WHAT THE TASK ASKS: The answer must consist of every line in the data that contains "always".

PROVIDED DATA:
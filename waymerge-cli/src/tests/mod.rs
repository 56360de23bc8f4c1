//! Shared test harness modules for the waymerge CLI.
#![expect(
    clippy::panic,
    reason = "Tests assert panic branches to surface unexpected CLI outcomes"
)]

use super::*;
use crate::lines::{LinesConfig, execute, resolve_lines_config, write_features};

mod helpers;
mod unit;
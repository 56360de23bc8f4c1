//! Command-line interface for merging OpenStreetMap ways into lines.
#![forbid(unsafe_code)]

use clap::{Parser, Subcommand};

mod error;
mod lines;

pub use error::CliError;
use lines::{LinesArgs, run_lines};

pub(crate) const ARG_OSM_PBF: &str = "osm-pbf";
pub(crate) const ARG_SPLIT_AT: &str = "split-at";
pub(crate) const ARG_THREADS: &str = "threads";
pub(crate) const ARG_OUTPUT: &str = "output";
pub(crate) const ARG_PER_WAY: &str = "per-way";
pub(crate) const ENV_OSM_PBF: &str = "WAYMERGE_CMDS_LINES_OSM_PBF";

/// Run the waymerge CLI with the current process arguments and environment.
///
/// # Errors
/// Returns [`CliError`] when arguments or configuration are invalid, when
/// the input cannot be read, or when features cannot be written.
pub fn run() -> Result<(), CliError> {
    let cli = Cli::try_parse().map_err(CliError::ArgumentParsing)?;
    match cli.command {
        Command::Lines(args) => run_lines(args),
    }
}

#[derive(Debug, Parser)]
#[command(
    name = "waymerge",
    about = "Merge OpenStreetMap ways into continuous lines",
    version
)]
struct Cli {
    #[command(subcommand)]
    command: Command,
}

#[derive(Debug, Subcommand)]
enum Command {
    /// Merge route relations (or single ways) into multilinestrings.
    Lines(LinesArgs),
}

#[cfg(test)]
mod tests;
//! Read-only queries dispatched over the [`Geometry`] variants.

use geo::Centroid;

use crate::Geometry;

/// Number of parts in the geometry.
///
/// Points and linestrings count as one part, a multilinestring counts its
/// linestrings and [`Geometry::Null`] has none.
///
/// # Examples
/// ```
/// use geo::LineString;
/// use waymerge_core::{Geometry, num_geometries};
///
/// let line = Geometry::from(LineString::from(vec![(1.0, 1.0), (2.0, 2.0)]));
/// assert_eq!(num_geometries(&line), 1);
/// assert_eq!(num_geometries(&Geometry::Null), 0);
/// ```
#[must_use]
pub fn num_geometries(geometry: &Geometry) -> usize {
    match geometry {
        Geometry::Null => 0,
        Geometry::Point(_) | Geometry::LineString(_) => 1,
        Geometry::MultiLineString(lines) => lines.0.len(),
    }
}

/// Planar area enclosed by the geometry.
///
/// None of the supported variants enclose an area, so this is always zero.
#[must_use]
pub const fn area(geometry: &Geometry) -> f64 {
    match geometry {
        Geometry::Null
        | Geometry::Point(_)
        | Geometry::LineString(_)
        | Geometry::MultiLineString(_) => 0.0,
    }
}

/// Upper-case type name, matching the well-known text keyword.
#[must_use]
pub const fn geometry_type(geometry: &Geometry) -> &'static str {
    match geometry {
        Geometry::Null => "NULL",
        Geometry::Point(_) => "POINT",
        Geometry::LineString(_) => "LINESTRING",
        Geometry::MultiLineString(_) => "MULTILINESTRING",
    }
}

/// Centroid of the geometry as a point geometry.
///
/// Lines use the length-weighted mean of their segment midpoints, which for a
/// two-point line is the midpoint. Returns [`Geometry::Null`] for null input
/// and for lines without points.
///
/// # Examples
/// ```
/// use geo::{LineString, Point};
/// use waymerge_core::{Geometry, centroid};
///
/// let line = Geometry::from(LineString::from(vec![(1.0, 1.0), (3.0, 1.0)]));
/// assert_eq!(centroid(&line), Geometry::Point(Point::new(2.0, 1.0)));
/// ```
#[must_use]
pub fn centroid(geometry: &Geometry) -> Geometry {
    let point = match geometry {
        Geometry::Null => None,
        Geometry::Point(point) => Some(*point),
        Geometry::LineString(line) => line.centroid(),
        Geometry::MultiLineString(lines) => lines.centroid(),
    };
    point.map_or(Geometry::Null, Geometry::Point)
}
---
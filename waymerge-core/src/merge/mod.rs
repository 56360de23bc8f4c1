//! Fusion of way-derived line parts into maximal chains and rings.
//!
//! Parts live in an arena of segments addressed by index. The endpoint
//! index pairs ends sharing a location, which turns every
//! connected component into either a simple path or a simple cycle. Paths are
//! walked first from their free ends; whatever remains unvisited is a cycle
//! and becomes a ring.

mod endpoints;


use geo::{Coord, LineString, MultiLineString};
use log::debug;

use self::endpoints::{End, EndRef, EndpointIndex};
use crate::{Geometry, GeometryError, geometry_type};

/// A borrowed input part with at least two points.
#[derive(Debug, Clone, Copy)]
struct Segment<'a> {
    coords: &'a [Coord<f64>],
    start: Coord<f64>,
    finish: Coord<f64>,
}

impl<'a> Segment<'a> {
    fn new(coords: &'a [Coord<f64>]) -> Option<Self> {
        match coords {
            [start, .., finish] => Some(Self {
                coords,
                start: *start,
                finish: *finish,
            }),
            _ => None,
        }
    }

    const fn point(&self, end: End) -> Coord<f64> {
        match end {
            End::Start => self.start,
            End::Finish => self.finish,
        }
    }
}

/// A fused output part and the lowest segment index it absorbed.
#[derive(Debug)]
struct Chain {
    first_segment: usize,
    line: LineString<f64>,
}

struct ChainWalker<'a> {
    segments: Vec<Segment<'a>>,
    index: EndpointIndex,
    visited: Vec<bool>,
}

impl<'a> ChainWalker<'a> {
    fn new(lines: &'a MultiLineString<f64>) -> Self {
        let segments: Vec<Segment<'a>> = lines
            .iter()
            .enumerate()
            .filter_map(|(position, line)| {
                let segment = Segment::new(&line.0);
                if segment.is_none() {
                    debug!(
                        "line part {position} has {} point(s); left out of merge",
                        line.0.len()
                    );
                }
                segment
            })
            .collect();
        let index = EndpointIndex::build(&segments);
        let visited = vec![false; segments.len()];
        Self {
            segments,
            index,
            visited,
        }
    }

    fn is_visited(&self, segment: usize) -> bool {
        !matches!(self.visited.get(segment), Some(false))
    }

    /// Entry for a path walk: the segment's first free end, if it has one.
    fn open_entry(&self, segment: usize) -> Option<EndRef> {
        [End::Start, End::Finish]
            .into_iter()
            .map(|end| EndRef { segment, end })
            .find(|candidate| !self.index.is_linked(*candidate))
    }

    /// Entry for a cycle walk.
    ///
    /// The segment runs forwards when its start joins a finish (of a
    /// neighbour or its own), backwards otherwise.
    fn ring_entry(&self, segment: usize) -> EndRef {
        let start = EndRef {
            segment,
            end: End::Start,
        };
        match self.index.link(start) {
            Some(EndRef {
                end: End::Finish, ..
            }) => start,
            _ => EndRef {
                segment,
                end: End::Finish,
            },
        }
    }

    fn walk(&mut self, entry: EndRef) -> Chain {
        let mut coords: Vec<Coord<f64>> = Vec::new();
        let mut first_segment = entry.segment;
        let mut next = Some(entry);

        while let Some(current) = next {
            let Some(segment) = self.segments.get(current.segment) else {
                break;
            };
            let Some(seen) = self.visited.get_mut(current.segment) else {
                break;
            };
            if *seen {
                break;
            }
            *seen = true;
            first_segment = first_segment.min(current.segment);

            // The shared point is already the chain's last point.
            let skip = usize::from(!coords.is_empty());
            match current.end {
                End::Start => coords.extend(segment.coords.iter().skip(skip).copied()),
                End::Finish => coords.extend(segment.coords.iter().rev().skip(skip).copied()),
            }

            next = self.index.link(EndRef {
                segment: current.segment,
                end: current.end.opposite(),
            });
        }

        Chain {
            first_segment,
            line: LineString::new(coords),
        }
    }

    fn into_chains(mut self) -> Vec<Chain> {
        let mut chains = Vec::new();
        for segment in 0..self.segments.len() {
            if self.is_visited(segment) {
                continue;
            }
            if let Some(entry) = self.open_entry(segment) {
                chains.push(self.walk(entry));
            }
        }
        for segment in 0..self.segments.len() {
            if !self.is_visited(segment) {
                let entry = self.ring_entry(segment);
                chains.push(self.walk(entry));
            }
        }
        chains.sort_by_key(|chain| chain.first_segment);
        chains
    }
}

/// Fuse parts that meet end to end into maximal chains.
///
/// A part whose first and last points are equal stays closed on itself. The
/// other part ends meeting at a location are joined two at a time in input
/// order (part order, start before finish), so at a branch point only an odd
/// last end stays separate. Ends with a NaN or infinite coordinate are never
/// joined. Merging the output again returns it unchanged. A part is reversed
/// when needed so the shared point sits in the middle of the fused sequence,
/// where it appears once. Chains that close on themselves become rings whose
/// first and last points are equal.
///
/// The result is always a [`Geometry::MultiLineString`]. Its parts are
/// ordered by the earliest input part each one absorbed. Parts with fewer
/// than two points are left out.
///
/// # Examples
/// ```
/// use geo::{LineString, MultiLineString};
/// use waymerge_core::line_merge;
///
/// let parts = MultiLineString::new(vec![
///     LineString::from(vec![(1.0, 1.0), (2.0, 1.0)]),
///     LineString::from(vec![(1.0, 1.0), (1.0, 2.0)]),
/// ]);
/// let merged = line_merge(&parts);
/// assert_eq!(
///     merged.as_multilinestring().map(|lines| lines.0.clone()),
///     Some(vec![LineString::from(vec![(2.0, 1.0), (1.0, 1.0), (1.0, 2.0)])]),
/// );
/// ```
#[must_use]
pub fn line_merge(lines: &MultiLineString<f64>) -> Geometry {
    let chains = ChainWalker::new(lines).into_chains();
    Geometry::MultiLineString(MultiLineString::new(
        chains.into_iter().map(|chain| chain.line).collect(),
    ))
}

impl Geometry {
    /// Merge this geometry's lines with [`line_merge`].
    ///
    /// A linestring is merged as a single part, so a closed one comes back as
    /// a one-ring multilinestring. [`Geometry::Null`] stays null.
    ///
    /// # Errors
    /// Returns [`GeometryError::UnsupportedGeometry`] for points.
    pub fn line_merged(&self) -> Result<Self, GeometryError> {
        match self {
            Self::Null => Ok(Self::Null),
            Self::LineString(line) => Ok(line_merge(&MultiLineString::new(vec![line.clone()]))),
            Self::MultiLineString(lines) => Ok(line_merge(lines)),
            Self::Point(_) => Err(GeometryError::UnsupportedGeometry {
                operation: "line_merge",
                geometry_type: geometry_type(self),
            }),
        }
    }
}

SOLUTION TO THIS TASK:
/// None of the supported variants enclose an area, so this is always zero.
/// The result is always a [`Geometry::MultiLineString`]. Its parts are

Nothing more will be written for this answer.